September 20, 2011

Pittston man sentenced to 10 years for sexual assault

By Betty Adams
Staff Writer

AUGUSTA -- A Pittston man will spend the next 10 years behind bars for sexually assaulting a 3-year-old boy in the child's Vassalboro home.

Troy D. Tibbetts, 35, was sentenced Friday in Kennebec County Superior Court to 20 years in prison with all but 10 years suspended and six years' probation. He had pleaded guilty in June to gross sexual assault occurring between Nov. 4, 2008, and Dec. 31, 2009, in Vassalboro.

The sentence was enhanced because of a law passed in 2006 by the Legislature that increased penalties for individuals convicted of sexually assaulting children younger than 12.
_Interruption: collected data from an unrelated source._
//! # Node Configuration
//!
//! Unified configuration for every component and runtime parameter.
//!
//! ## Environment
//!
//! | Variable | Field |
//! |----------|-------|
//! | `IT_INPUT_BUCKET_NAME` | `buckets.input` |
//! | `IT_OUTPUT_BUCKET_NAME` | `buckets.output` |
//! | `IT_AUTH_TABLE_NAME` | `storage.auth_table_name` |
//! | `IT_SIGNING_SECRET` | `security.signing_secret` (64 hex chars) |
//! | `IT_PUBLIC_BASE_URL` | `security.public_base_url` |
//! | `IT_HTTP_PORT` | `gateway.http.port` |
//! | `IT_DATA_DIR` | `storage.data_dir` |
//!
//! ## Security Requirements
//!
//! - `signing_secret` MUST NOT be the default zero value in production

use it_08_api_gateway::domain::BucketConfig;
use it_08_api_gateway::GatewayConfig;
use std::path::PathBuf;
use std::time::Duration;
use thiserror::Error;

pub const ENV_INPUT_BUCKET: &str = "IT_INPUT_BUCKET_NAME";
pub const ENV_OUTPUT_BUCKET: &str = "IT_OUTPUT_BUCKET_NAME";
pub const ENV_AUTH_TABLE: &str = "IT_AUTH_TABLE_NAME";
pub const ENV_SIGNING_SECRET: &str = "IT_SIGNING_SECRET";
pub const ENV_PUBLIC_BASE_URL: &str = "IT_PUBLIC_BASE_URL";
pub const ENV_HTTP_PORT: &str = "IT_HTTP_PORT";
pub const ENV_DATA_DIR: &str = "IT_DATA_DIR";

/// Complete node configuration.
#[derive(Debug, Clone, Default)]
pub struct NodeConfig {
    pub buckets: BucketConfig,
    pub storage: StorageConfig,
    pub security: SecurityConfig,
    pub queue: QueueSettings,
    pub worker: WorkerSettings,
    /// Gateway settings. Its bucket names are overwritten from `buckets`.
    pub gateway: GatewayConfig,
}

impl NodeConfig {
    /// Defaults overridden from the process environment.
    pub fn from_env() -> Result<Self, ConfigError> {
        Self::from_lookup(|name| std::env::var(name).ok())
    }

    /// Defaults overridden from `lookup`.
    pub fn from_lookup<F>(lookup: F) -> Result<Self, ConfigError>
    where
        F: Fn(&str) -> Option<String>,
    {
        let mut config = Self::default();

        if let Some(bucket) = lookup(ENV_INPUT_BUCKET) {
            config.buckets.input = bucket;
        }
        if let Some(bucket) = lookup(ENV_OUTPUT_BUCKET) {
            config.buckets.output = bucket;
        }
        if let Some(table) = lookup(ENV_AUTH_TABLE) {
            config.storage.auth_table_name = table;
        }
        if let Some(dir) = lookup(ENV_DATA_DIR) {
            config.storage.data_dir = PathBuf::from(dir);
        }
        if let Some(url) = lookup(ENV_PUBLIC_BASE_URL) {
            config.security.public_base_url = url;
        }
        if let Some(port) = lookup(ENV_HTTP_PORT) {
            config.gateway.http.port = port
                .parse()
                .map_err(|_| ConfigError::InvalidPort(port))?;
        }
        if let Some(secret_hex) = lookup(ENV_SIGNING_SECRET) {
            config.security.signing_secret = parse_secret(&secret_hex)?;
        }

        Ok(config)
    }

    /// Validate configuration for production readiness.
    ///
    /// # Returns
    ///
    /// Returns `Err` if:
    /// - the signing secret is the default zero value
    /// - a bucket name is empty, or both buckets are the same
    pub fn validate_for_production(&self) -> Result<(), ConfigError> {
        if self.security.signing_secret == [0u8; 32] {
            return Err(ConfigError::InsecureSigningSecret);
        }
        if self.buckets.input.is_empty() || self.buckets.output.is_empty() {
            return Err(ConfigError::EmptyBucketName);
        }
        if self.buckets.input == self.buckets.output {
            return Err(ConfigError::SharedBucket(self.buckets.input.clone()));
        }
        Ok(())
    }

    /// Gateway configuration with the node's bucket names applied.
    pub fn gateway_config(&self) -> GatewayConfig {
        let mut gateway = self.gateway.clone();
        gateway.buckets = self.buckets.clone();
        gateway
    }
}

fn parse_secret(secret_hex: &str) -> Result<[u8; 32], ConfigError> {
    let bytes = hex::decode(secret_hex.trim()).map_err(|_| ConfigError::InvalidSigningSecret)?;
    <[u8; 32]>::try_from(bytes.as_slice()).map_err(|_| ConfigError::InvalidSigningSecret)
}

/// Configuration errors.
#[derive(Debug, Clone, Error, PartialEq, Eq)]
pub enum ConfigError {
    #[error(
        "SECURITY VIOLATION: signing secret is default zero value. \
         Set {ENV_SIGNING_SECRET} environment variable."
    )]
    InsecureSigningSecret,

    #[error("{ENV_SIGNING_SECRET} must be 32 bytes (64 hex chars)")]
    InvalidSigningSecret,

    #[error("invalid port {0:?}")]
    InvalidPort(String),

    #[error("bucket names cannot be empty")]
    EmptyBucketName,

    #[error("input and output bucket are both {0:?}")]
    SharedBucket(String),
}

/// Storage configuration.
#[derive(Debug, Clone)]
pub struct StorageConfig {
    /// Root for persistent state (`rocksdb` feature).
    pub data_dir: PathBuf,
    /// Name of the job record table; its directory under `data_dir`.
    pub auth_table_name: String,
}

impl Default for StorageConfig {
    fn default() -> Self {
        Self {
            data_dir: PathBuf::from("./data"),
            auth_table_name: "auth".to_string(),
        }
    }
}

impl StorageConfig {
    pub fn table_path(&self) -> PathBuf {
        self.data_dir.join(&self.auth_table_name)
    }
}

/// Capability signing.
#[derive(Debug, Clone)]
pub struct SecurityConfig {
    /// HMAC secret for capabilities (32 bytes).
    /// MUST NOT be default in production.
    pub signing_secret: [u8; 32],
    /// Prefix of every capability URL.
    pub public_base_url: String,
    pub capability_ttl: Duration,
}

impl Default for SecurityConfig {
    fn default() -> Self {
        Self {
            signing_secret: [0u8; 32], // MUST be overridden in production
            public_base_url: "http://localhost:8080".to_string(),
            capability_ttl: Duration::from_secs(it_02_object_storage::DEFAULT_CAPABILITY_TTL_SECS),
        }
    }
}

/// Transform queue and dead-letter queue settings.
#[derive(Debug, Clone)]
pub struct QueueSettings {
    pub batch_size: usize,
    pub visibility_timeout: Duration,
    pub max_receive_count: u32,
    /// Long-poll wait per receive.
    pub poll_wait: Duration,
}

impl Default for QueueSettings {
    fn default() -> Self {
        Self {
            batch_size: shared_bus::DEFAULT_BATCH_SIZE,
            visibility_timeout: Duration::from_secs(shared_bus::DEFAULT_VISIBILITY_TIMEOUT_SECS),
            max_receive_count: shared_bus::DEFAULT_MAX_RECEIVE_COUNT,
            poll_wait: Duration::from_secs(20),
        }
    }
}

/// Batch consumer budgets.
#[derive(Debug, Clone)]
pub struct WorkerSettings {
    /// Wall-clock budget of one transform batch.
    pub transform_timeout: Duration,
    /// Wall-clock budget of one dead-letter batch.
    pub dead_letter_timeout: Duration,
}

impl Default for WorkerSettings {
    fn default() -> Self {
        Self {
            transform_timeout: Duration::from_secs(300),
            dead_letter_timeout: Duration::from_secs(10),
        }
    }
}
That law says the basic sentence in the case is 20 years in prison. Judges then can adjust the final sentence depending on the circumstances of the crime and the offender's history.
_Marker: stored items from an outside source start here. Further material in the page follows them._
//! # Transform Worker
//!
//! [`BatchHandler`] for the transform queue. Items are processed one after
//! another; each produces its own result and none can stop its siblings.

use crate::codec::{decode_bounded, encode, DimensionLimits};
use crate::errors::WorkerError;
use crate::filters::FilterRegistry;
use crate::{MAX_IMAGE_HEIGHT, MAX_IMAGE_SIZE_BYTES, MAX_IMAGE_WIDTH};
use async_trait::async_trait;
use bytes::Bytes;
use it_01_job_store::JobStore;
use it_02_object_storage::ObjectStore;
use shared_bus::{BatchHandler, BatchResponse, Delivery};
use shared_types::{ObjectId, StorageEvent};
use std::sync::Arc;
use tracing::{debug, error, info, warn};

#[derive(Debug, Clone)]
pub struct WorkerConfig {
    /// The only bucket notifications are accepted from.
    pub input_bucket: String,
    /// Where transformed objects are written.
    pub output_bucket: String,
    pub limits: DimensionLimits,
    /// Largest object size accepted from a notification.
    pub max_object_bytes: u64,
}

impl Default for WorkerConfig {
    fn default() -> Self {
        Self {
            input_bucket: "input".to_string(),
            output_bucket: "output".to_string(),
            limits: DimensionLimits {
                max_width: MAX_IMAGE_WIDTH,
                max_height: MAX_IMAGE_HEIGHT,
            },
            max_object_bytes: MAX_IMAGE_SIZE_BYTES,
        }
    }
}

pub struct TransformWorker {
    jobs: JobStore,
    objects: Arc<dyn ObjectStore>,
    filters: Arc<FilterRegistry>,
    config: WorkerConfig,
}

impl TransformWorker {
    pub fn new(
        jobs: JobStore,
        objects: Arc<dyn ObjectStore>,
        filters: FilterRegistry,
        config: WorkerConfig,
    ) -> Self {
        Self {
            jobs,
            objects,
            filters: Arc::new(filters),
            config,
        }
    }

    pub fn config(&self) -> &WorkerConfig {
        &self.config
    }

    /// Process one notification body end to end.
    pub async fn process(&self, body: &str) -> Result<ObjectId, WorkerError> {
        let event =
            StorageEvent::from_json(body).map_err(|e| WorkerError::MalformedNotification(e.to_string()))?;
        let record = event
            .single_record()
            .ok_or(WorkerError::UnexpectedRecordCount(event.records.len()))?;

        if record.s3.bucket.name != self.config.input_bucket {
            return Err(WorkerError::WrongBucket {
                expected: self.config.input_bucket.clone(),
                actual: record.s3.bucket.name.clone(),
            });
        }
        if record.s3.object.size > self.config.max_object_bytes {
            return Err(WorkerError::ObjectTooLarge {
                size: record.s3.object.size,
                max: self.config.max_object_bytes,
            });
        }

        let object_id = ObjectId::new(record.s3.object.key.as_str());
        let input = self
            .objects
            .get_object(&self.config.input_bucket, object_id.as_str())
            .await
            .map_err(WorkerError::Fetch)?;

        let limits = self.config.limits;
        let source = input.body.clone();
        let image = run_blocking(move || decode_bounded(&source, limits)).await?;

        let job = self
            .jobs
            .fetch(&object_id)
            .await
            .map_err(WorkerError::JobLookup)?
            .filter(|job| job.object_id().is_some())
            .ok_or_else(|| WorkerError::JobMissing {
                object_id: object_id.clone(),
            })?;
        let transforms = job.transforms().map_err(WorkerError::JobLookup)?;
        let Some(content_type) = job.content_type() else {
            let err = WorkerError::UnsupportedContentType {
                object_id: object_id.clone(),
                content_type: job
                    .as_item()
                    .get(shared_types::attributes::CONTENT_TYPE)
                    .map(ToString::to_string),
            };
            error!(object_id = %object_id, error = %err, "Job record carries an unsupported content type");
            return Err(err);
        };

        let filters = self.filters.clone();
        let chain_len = transforms.len();
        let encoded = run_blocking(move || {
            let output = filters.apply_chain(image, &transforms)?;
            encode(output, content_type)
        })
        .await?;
        debug!(object_id = %object_id, transforms = chain_len, bytes = encoded.len(), "Image transformed");

        self.objects
            .put_object(
                &self.config.output_bucket,
                object_id.as_str(),
                Bytes::from(encoded),
                Some(content_type.mime_type()),
            )
            .await
            .map_err(WorkerError::Store)?;

        self.jobs
            .mark_processed(&object_id)
            .await
            .map_err(WorkerError::StatusUpdate)?;

        info!(object_id = %object_id, "Object processed");
        Ok(object_id)
    }
}

/// Run CPU-bound image work off the async workers.
async fn run_blocking<T, F>(work: F) -> Result<T, WorkerError>
where
    F: FnOnce() -> Result<T, WorkerError> + Send + 'static,
    T: Send + 'static,
{
    tokio::task::spawn_blocking(work)
        .await
        .map_err(|e| WorkerError::Runtime(e.to_string()))?
}

#[async_trait]
impl BatchHandler for TransformWorker {
    async fn handle_batch(&self, batch: Vec<Delivery>) -> BatchResponse {
        let mut response = BatchResponse::success();
        for delivery in batch {
            if let Err(e) = self.process(&delivery.body).await {
                warn!(
                    message_id = %delivery.message_id,
                    receive_count = delivery.receive_count,
                    error = %e,
                    "Transform failed"
                );
                response.push_failure(delivery.message_id, e);
            }
        }
        response
    }
}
"Justice Murphy, in her comments, indicated the Legislature had spoken very clearly that these cases are to be taken seriously," said District Attorney Evert Fowle, shortly after the hearing.

"We were very pleased with this sentence and that the court adopted our recommendation," Fowle said. "The law change has really had a dramatic impact of the severity of these sentences. We've seen at least a doubling in severity of sentences imposed for crimes like these."

The boy's mother, now 27, said he has nightmares, wets the bed, has problems at school and can't be unsupervised around other children.

"He has a heightened sense of sexuality," she said. "He doesn't understand why he does these things. It's because he was molested."

The woman, 27, said she hopes to write a book about the need for open communication between parents and children.

"My son means everything to me and I want to do everything I can to help other moms from being in this situation," she said. "Talk to your child. Ask what did you do with this person. Be open with them and read books about privacy."

She said the boy kept the abuse a secret for a year and a half.

It is the policy of The Kennebec Journal not to identify victims in stories about sex-abuse cases.

Tibbetts spoke during the hearing, as well.

"He said he was sorry and remorseful and this had been weighing on him every day," said Tibbetts' attorney, Harold J. Hainke. "I don't know if it's possible for a person to show more remorse. He accepted responsibility in initial police interview and recognized it was a serious offense."

Hainke had asked the judge to limit the initial jail time to four years so Tibbetts would be eligible for a sex offender treatment program at the Maine Correctional Center. It is not available to those with a longer prison term, who are generally sent to a different facility.

"There was an opportunity for a good treatment program, but the court felt that deterrence was more important," Hainke said.

"It was a very emotional experience for everyone," Hainke added. "It's clear from what I had to say and what the people who knew him said that he was not a bad person but he did a bad thing."